All of the data must be retyped exactly, with nothing left out.

RECORDED INFORMATION:
+ + + + +

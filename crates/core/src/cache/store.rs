//! JSON-file cache store, one record per source.

use std::io::ErrorKind;
use std::path::{Path, PathBuf};

use super::record::CacheRecord;
use crate::Error;
use crate::persist::write_atomic;

/// Directory-backed store of [`CacheRecord`]s keyed by source cache key.
#[derive(Debug, Clone)]
pub struct CacheStore {
    dir: PathBuf,
}

impl CacheStore {
    pub fn new(dir: impl Into<PathBuf>) -> Self {
        Self { dir: dir.into() }
    }

    pub fn dir(&self) -> &Path {
        &self.dir
    }

    /// Path of the record file for `key`.
    pub fn path_for(&self, key: &str) -> PathBuf {
        self.dir.join(format!("{key}.json"))
    }

    /// Load the record for `key`.
    ///
    /// A missing file yields the default record. A file that cannot be parsed
    /// is logged and also treated as absent, so the next successful cycle
    /// rewrites it. Any other I/O failure is returned.
    pub fn load(&self, key: &str) -> Result<CacheRecord, Error> {
        let path = self.path_for(key);
        let raw = match std::fs::read_to_string(&path) {
            Ok(raw) => raw,
            Err(e) if e.kind() == ErrorKind::NotFound => {
                tracing::debug!(key, path = %path.display(), "no cache record yet");
                return Ok(CacheRecord::default());
            }
            Err(e) => return Err(Error::CachePersistence(format!("read {}: {}", path.display(), e))),
        };

        match serde_json::from_str(&raw) {
            Ok(record) => Ok(record),
            Err(e) => {
                tracing::warn!(key, path = %path.display(), error = %e, "corrupt cache record, starting fresh");
                Ok(CacheRecord::default())
            }
        }
    }

    /// Atomically persist the record for `key`.
    pub fn save(&self, key: &str, record: &CacheRecord) -> Result<(), Error> {
        let json = serde_json::to_vec_pretty(record)
            .map_err(|e| Error::CachePersistence(format!("encode cache record: {}", e)))?;
        write_atomic(&self.path_for(key), &json)
    }
}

+ + + + +

RESPONSE BOX:
filename crates/core/src/cache/store.rs
//! JSON-file cache store, one record per source.

use std::io::ErrorKind;
use std::path::{Path, PathBuf};

use super::record::CacheRecord;
use crate::Error;
use crate::persist::write_atomic;

/// Directory-backed store of [`CacheRecord`]s keyed by source cache key.
#[derive(Debug, Clone)]
pub struct CacheStore {
    dir: PathBuf,
}

impl CacheStore {
    pub fn new(dir: impl Into<PathBuf>) -> Self {
        Self { dir: dir.into() }
    }

    pub fn dir(&self) -> &Path {
        &self.dir
    }

    /// Path of the record file for `key`.
    pub fn path_for(&self, key: &str) -> PathBuf {
        self.dir.join(format!("{key}.json"))
    }

    /// Load the record for `key`.
    ///
    /// A missing file yields the default record. A file that cannot be parsed
    /// is logged and also treated as absent, so the next successful cycle
    /// rewrites it. Any other I/O failure is returned.
    pub fn load(&self, key: &str) -> Result<CacheRecord, Error> {
        let path = self.path_for(key);
        let raw = match std::fs::read_to_string(&path) {
            Ok(raw) => raw,
            Err(e) if e.kind() == ErrorKind::NotFound => {
                tracing::debug!(key, path = %path.display(), "no cache record yet");
                return Ok(CacheRecord::default());
            }
            Err(e) => return Err(Error::CachePersistence(format!("read {}: {}", path.display(), e))),
        };

        match serde_json::from_str(&raw) {
            Ok(record) => Ok(record),
            Err(e) => {
                tracing::warn!(key, path = %path.display(), error = %e, "corrupt cache record, starting fresh");
                Ok(CacheRecord::default())
            }
        }
    }

    /// Atomically persist the record for `key`.
    pub fn save(&self, key: &str, record: &CacheRecord) -> Result<(), Error> {
        let json = serde_json::to_vec_pretty(record)
            .map_err(|e| Error::CachePersistence(format!("encode cache record: {}", e)))?;
        write_atomic(&self.path_for(key), &json)
    }
}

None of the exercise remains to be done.